I shortened the code as much as I could, but just couldn´t find an error leading to this.
I debugged the code and noticed, that in collision case, sometimes the coordinates of movement where way to large ( ca. 7000 units instead of the 2.5 units I tested the collision with ).
I compared the coordinates from the point they where before they where given to the function and inside the function itself and noticed, that the coordinates given where allways what I assumed, but the coordinates after where sometimes screwed up.
The type I used to pass the coordinates to the function was rather simple:
type coord
x# as float
y# as float
z# as float
endtype
As I didn´t know where the distorted coordinates came from,
I changed the functions parameters from 2 coord objects to 6 normal floats instead.
( I just copied i.e. startX for start.x in the code)
After this I never experienced a distortion of those coordinates again.

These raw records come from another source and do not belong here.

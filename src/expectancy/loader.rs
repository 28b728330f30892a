//! CSV-based expectancy table loader
//!
//! Reads a `name,male,female` table such as Life_Expectancy_by_Country_2021.csv

use super::{CountryRow, ExpectancyTable};
use std::error::Error;
use std::fs::File;
use std::path::Path;

/// Default path to the expectancy data file
pub const DEFAULT_TABLE_PATH: &str = "data/life_expectancy_2021.csv";

/// Load the expectancy table from a CSV file
///
/// Expects a header row followed by `name,male,female` records. Rows are
/// kept in file order; duplicates are preserved (lookup takes the first).
pub fn load_table<P: AsRef<Path>>(path: P) -> Result<ExpectancyTable, Box<dyn Error>> {
    let file = File::open(path)?;
    load_table_from_reader(file)
}

/// Load the expectancy table from any reader (string buffer, network stream)
pub fn load_table_from_reader<R: std::io::Read>(
    reader: R,
) -> Result<ExpectancyTable, Box<dyn Error>> {
    let mut csv_reader = csv::Reader::from_reader(reader);
    let mut rows = Vec::new();

    for result in csv_reader.records() {
        let record = result?;
        let name = record[0].to_string();
        let male: f64 = record[1].parse()?;
        let female: f64 = record[2].parse()?;

        if male < 0.0 || female < 0.0 {
            return Err(format!("negative expectancy for {}", name).into());
        }

        rows.push(CountryRow::new(name, male, female));
    }

    log::debug!("loaded expectancy table with {} rows", rows.len());
    Ok(ExpectancyTable::new(rows))
}

/// Load the expectancy table from the default data location
pub fn load_default_table() -> Result<ExpectancyTable, Box<dyn Error>> {
    load_table(DEFAULT_TABLE_PATH)
}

( Whats really strange is that the function later calls another function and passes it 4 3d coordinate sets of the same type, the numbers passed to this function where not corrupted [ only if they where passed falsely to my collision function allready )
I never experienced this in my sample code though ( had the exact same collision function ) , maybe its caused by having to much types defined.
The other difference to my example code, the example used only 2D coordinates, whereas the real function used 3D coordinates.
That snippet you show here in your message, is that the exact code, using 'x# as float' ?
Is it for inline?
Did you code 'float' TYPE? eg. TYPE float:; ENDTYPE
i dont think you need to write it that way in regular GLBasic code.
What makes a float, a float:
First you designated it to be a float using #
Second, it will remain a float, as long as you do all your math using a coefficient or constant at the end of the calculation as a float style numeral.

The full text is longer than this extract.